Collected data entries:
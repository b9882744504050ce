/// User model and database operations
///
/// Users are identified by a unique email address. There is no
/// password: the login endpoint upserts a user by email and the client
/// keeps the returned record. Roles distinguish admins from regular
/// users but are not enforced anywhere server-side.
///
/// # Schema
///
/// ```sql
/// CREATE TYPE user_role AS ENUM ('admin', 'user');
///
/// CREATE TABLE users (
///     id UUID PRIMARY KEY DEFAULT gen_random_uuid(),
///     email VARCHAR(255) NOT NULL UNIQUE,
///     name VARCHAR(255),
///     role user_role NOT NULL DEFAULT 'user',
///     created_at TIMESTAMPTZ NOT NULL DEFAULT NOW(),
///     updated_at TIMESTAMPTZ NOT NULL DEFAULT NOW()
/// );
/// ```
///
/// # Example
///
/// ```no_run
/// use tackboard_shared::models::user::{User, CreateUser, UserRole};
/// use sqlx::PgPool;
///
/// # async fn example(pool: PgPool) -> Result<(), sqlx::Error> {
/// let user = User::create(
///     &pool,
///     CreateUser {
///         email: "user@example.com".to_string(),
///         name: Some("John Doe".to_string()),
///         role: UserRole::User,
///     },
/// )
/// .await?;
///
/// let found = User::find_by_email(&pool, "user@example.com").await?;
/// assert_eq!(found.map(|u| u.id), Some(user.id));
/// # Ok(())
/// # }
/// ```

use chrono::{DateTime, Utc};
use serde::{Deserialize, Serialize};
use sqlx::PgPool;
use uuid::Uuid;

/// User role
#[derive(Debug, Clone, Copy, PartialEq, Eq, Serialize, Deserialize, sqlx::Type)]
#[sqlx(type_name = "user_role", rename_all = "lowercase")]
#[serde(rename_all = "lowercase")]
pub enum UserRole {
    /// Administrative user
    Admin,

    /// Regular user
    User,
}

impl Default for UserRole {
    fn default() -> Self {
        UserRole::User
    }
}

impl UserRole {
    /// String form as stored in the database
    pub fn as_str(&self) -> &'static str {
        match self {
            UserRole::Admin => "admin",
            UserRole::User => "user",
        }
    }
}

/// User account
#[derive(Debug, Clone, Serialize, Deserialize, sqlx::FromRow)]
#[serde(rename_all = "camelCase")]
pub struct User {
    /// Unique user ID (UUID v4)
    pub id: Uuid,

    /// Email address, unique across all users
    pub email: String,

    /// Optional display name
    pub name: Option<String>,

    /// Role (admin | user)
    pub role: UserRole,

    /// When the account was created
    pub created_at: DateTime<Utc>,

    /// When the account was last updated
    pub updated_at: DateTime<Utc>,
}

/// Input for creating a new user
#[derive(Debug, Clone, Serialize, Deserialize)]
#[serde(rename_all = "camelCase")]
pub struct CreateUser {
    /// Email address
    pub email: String,

    /// Optional display name
    pub name: Option<String>,

    /// Role, defaults to `user`
    #[serde(default)]
    pub role: UserRole,
}

impl User {
    /// Creates a new user
    ///
    /// # Errors
    ///
    /// Returns an error if the email already exists (unique constraint)
    /// or the database operation fails.
    pub async fn create(pool: &PgPool, data: CreateUser) -> Result<Self, sqlx::Error> {
        let user = sqlx::query_as::<_, User>(
            r#"
            INSERT INTO users (email, name, role)
            VALUES ($1, $2, $3)
            RETURNING id, email, name, role, created_at, updated_at
            "#,
        )
        .bind(data.email)
        .bind(data.name)
        .bind(data.role)
        .fetch_one(pool)
        .await?;

        Ok(user)
    }

    /// Finds a user by ID
    pub async fn find_by_id(pool: &PgPool, id: Uuid) -> Result<Option<Self>, sqlx::Error> {
        let user = sqlx::query_as::<_, User>(
            r#"
            SELECT id, email, name, role, created_at, updated_at
            FROM users
            WHERE id = $1
            "#,
        )
        .bind(id)
        .fetch_optional(pool)
        .await?;

        Ok(user)
    }

    /// Finds a user by email address
    pub async fn find_by_email(pool: &PgPool, email: &str) -> Result<Option<Self>, sqlx::Error> {
        let user = sqlx::query_as::<_, User>(
            r#"
            SELECT id, email, name, role, created_at, updated_at
            FROM users
            WHERE email = $1
            "#,
        )
        .bind(email)
        .fetch_optional(pool)
        .await?;

        Ok(user)
    }

    /// Lists all users, newest first
    pub async fn list(pool: &PgPool) -> Result<Vec<Self>, sqlx::Error> {
        let users = sqlx::query_as::<_, User>(
            r#"
            SELECT id, email, name, role, created_at, updated_at
            FROM users
            ORDER BY created_at DESC
            "#,
        )
        .fetch_all(pool)
        .await?;

        Ok(users)
    }

    /// Deletes a user by ID
    ///
    /// Returns true if a row was deleted, false if the user didn't
    /// exist. Comments authored by the user are removed by the store's
    /// cascade; task assignments are cleared.
    pub async fn delete(pool: &PgPool, id: Uuid) -> Result<bool, sqlx::Error> {
        let result = sqlx::query("DELETE FROM users WHERE id = $1")
            .bind(id)
            .execute(pool)
            .await?;

        Ok(result.rows_affected() > 0)
    }
}

/// Derives a display name from an email's local part.
///
/// Used by the login endpoint when creating a user on first login:
/// `jane.doe@example.com` becomes `jane.doe`.
pub fn name_from_email(email: &str) -> String {
    email
        .split('@')
        .next()
        .unwrap_or(email)
        .to_string()
}

#[cfg(test)]
mod tests {
    use super::*;

    #[test]
    fn test_role_as_str() {
        assert_eq!(UserRole::Admin.as_str(), "admin");
        assert_eq!(UserRole::User.as_str(), "user");
    }

    #[test]
    fn test_role_default() {
        assert_eq!(UserRole::default(), UserRole::User);
    }

    #[test]
    fn test_name_from_email() {
        assert_eq!(name_from_email("jane.doe@example.com"), "jane.doe");
        assert_eq!(name_from_email("admin@tackboard.dev"), "admin");
        // Degenerate input falls back to the whole string
        assert_eq!(name_from_email("not-an-email"), "not-an-email");
    }

    // Integration tests for database operations require a running
    // PostgreSQL and live in the api crate's tests/ directory.
}
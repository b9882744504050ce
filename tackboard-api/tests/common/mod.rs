/// Common test utilities for integration tests
///
/// Shared infrastructure for driving the router end-to-end:
/// - Test database setup (migrations run on first use)
/// - Router construction with injected state
/// - Request/response helpers
/// - Workspace fixtures (organization + board + columns)
///
/// All of this requires a running PostgreSQL reachable via the
/// DATABASE_URL environment variable; tests skip when it is unset.

use axum::body::Body;
use axum::http::{Request, StatusCode};
use axum::Router;
use serde_json::Value;
use sqlx::PgPool;
use tackboard_api::app::{build_router, AppState};
use tackboard_api::config::{ApiConfig, Config, DatabaseConfig};
use tackboard_shared::db::migrations::{ensure_database_exists, run_migrations};
use tackboard_shared::models::board::{Board, CreateBoard};
use tackboard_shared::models::column::{Column, CreateColumn};
use tackboard_shared::models::organization::{CreateOrganization, Organization};
use tackboard_shared::models::user::{CreateUser, User, UserRole};
use tower::Service as _;
use uuid::Uuid;

/// Test context containing the database pool and a ready router
pub struct TestContext {
    pub db: PgPool,
    pub app: Router,
}

impl TestContext {
    async fn create() -> anyhow::Result<Self> {
        let url = std::env::var("DATABASE_URL")?;

        ensure_database_exists(&url).await?;

        let db = PgPool::connect(&url).await?;
        run_migrations(&db).await?;

        let config = Config {
            api: ApiConfig {
                host: "127.0.0.1".to_string(),
                port: 0,
                cors_origins: vec!["*".to_string()],
            },
            database: DatabaseConfig {
                url,
                max_connections: 5,
            },
        };

        let state = AppState::new(db.clone(), config);
        let app = build_router(state);

        Ok(TestContext { db, app })
    }

    /// Deletes a test organization and everything under it
    pub async fn drop_organization(&self, id: Uuid) -> anyhow::Result<()> {
        sqlx::query("DELETE FROM organizations WHERE id = $1")
            .bind(id)
            .execute(&self.db)
            .await?;
        Ok(())
    }
}

/// Builds a test context, or None when DATABASE_URL is not set
pub async fn test_context() -> Option<TestContext> {
    if std::env::var("DATABASE_URL").is_err() {
        eprintln!("DATABASE_URL not set, skipping");
        return None;
    }

    Some(
        TestContext::create()
            .await
            .expect("Failed to build test context"),
    )
}

/// Sends a JSON request through the router and parses the response
pub async fn request(
    ctx: &TestContext,
    method: &str,
    uri: &str,
    body: Option<Value>,
) -> (StatusCode, Value) {
    let mut builder = Request::builder().method(method).uri(uri);

    let request = match body {
        Some(json) => {
            builder = builder.header("content-type", "application/json");
            builder.body(Body::from(json.to_string())).unwrap()
        }
        None => builder.body(Body::empty()).unwrap(),
    };

    let response = ctx.app.clone().call(request).await.unwrap();
    let status = response.status();

    let bytes = axum::body::to_bytes(response.into_body(), usize::MAX)
        .await
        .unwrap();
    let json = if bytes.is_empty() {
        Value::Null
    } else {
        serde_json::from_slice(&bytes).unwrap()
    };

    (status, json)
}

/// Workspace fixture: one organization, one board, named columns
pub struct Workspace {
    pub owner: User,
    pub organization: Organization,
    pub board: Board,
    pub columns: Vec<Column>,
}

/// Creates an organization, a board and `column_titles.len()` columns.
///
/// Names carry a fresh UUID so slugs never collide across tests.
pub async fn create_workspace(
    ctx: &TestContext,
    column_titles: &[&str],
) -> anyhow::Result<Workspace> {
    let marker = Uuid::new_v4();

    let owner = User::create(
        &ctx.db,
        CreateUser {
            email: format!("owner-{}@example.com", marker),
            name: Some("Test Owner".to_string()),
            role: UserRole::User,
        },
    )
    .await?;

    let organization = Organization::create(
        &ctx.db,
        CreateOrganization {
            name: format!("Test Workspace {}", marker),
            description: None,
            owner_id: owner.id,
            board_limit: None,
        },
    )
    .await?;

    let board = Board::create(
        &ctx.db,
        CreateBoard {
            name: format!("Test Board {}", marker),
            description: None,
            organization_id: organization.id,
        },
    )
    .await?;

    let mut columns = Vec::with_capacity(column_titles.len());
    for (position, title) in column_titles.iter().enumerate() {
        columns.push(
            Column::create(
                &ctx.db,
                CreateColumn {
                    title: (*title).to_string(),
                    position: position as i32,
                    board_id: board.id,
                },
            )
            .await?,
        );
    }

    Ok(Workspace {
        owner,
        organization,
        board,
        columns,
    })
}

/// Creates a task through the API, appended at the end of `column_id`
pub async fn create_task(
    ctx: &TestContext,
    board_id: Uuid,
    column_id: Uuid,
    title: &str,
) -> Uuid {
    let (status, body) = request(
        ctx,
        "POST",
        "/tasks",
        Some(serde_json::json!({
            "title": title,
            "columnId": column_id,
            "boardId": board_id,
        })),
    )
    .await;

    assert_eq!(status, StatusCode::CREATED, "create_task failed: {}", body);
    Uuid::parse_str(body["id"].as_str().unwrap()).unwrap()
}
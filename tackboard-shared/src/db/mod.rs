/// Database layer for Tackboard
///
/// This module provides connection pooling and migration management.
/// Models live in the `models` module at the crate root.
///
/// # Modules
///
/// - `pool`: PostgreSQL connection pool management with health checks
/// - `migrations`: Database migration runner
///
/// # Example
///
/// ```no_run
/// use tackboard_shared::db::pool::{create_pool, DatabaseConfig};
///
/// #[tokio::main]
/// async fn main() -> Result<(), Box<dyn std::error::Error>> {
///     let config = DatabaseConfig {
///         url: std::env::var("DATABASE_URL")?,
///         ..Default::default()
///     };
///
///     let pool = create_pool(config).await?;
///     Ok(())
/// }
/// ```

pub mod migrations;
pub mod pool;
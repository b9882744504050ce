/// Health check endpoint
///
/// # Endpoint
///
/// ```text
/// GET /health
/// ```
///
/// # Response
///
/// ```json
/// {
///   "status": "healthy",
///   "version": "0.1.0",
///   "database": "connected"
/// }
/// ```

use crate::{app::AppState, error::ApiResult};
use axum::{extract::State, Json};
use serde::{Deserialize, Serialize};

/// Health check response
#[derive(Debug, Serialize, Deserialize)]
pub struct HealthResponse {
    /// Service status
    pub status: String,

    /// Application version
    pub version: String,

    /// Database status
    pub database: String,
}

/// Health check handler
///
/// Reports service status and database connectivity.
pub async fn health_check(State(state): State<AppState>) -> ApiResult<Json<HealthResponse>> {
    let database_status = match sqlx::query("SELECT 1").fetch_one(&state.db).await {
        Ok(_) => "connected",
        Err(_) => "disconnected",
    };

    Ok(Json(HealthResponse {
        status: if database_status == "connected" {
            "healthy".to_string()
        } else {
            "degraded".to_string()
        },
        version: env!("CARGO_PKG_VERSION").to_string(),
        database: database_status.to_string(),
    }))
}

Problem to solve: Find "operations" in the data above. Report each line where it appears.

Solution to the problem:
/// User model and database operations
    // Integration tests for database operations require a running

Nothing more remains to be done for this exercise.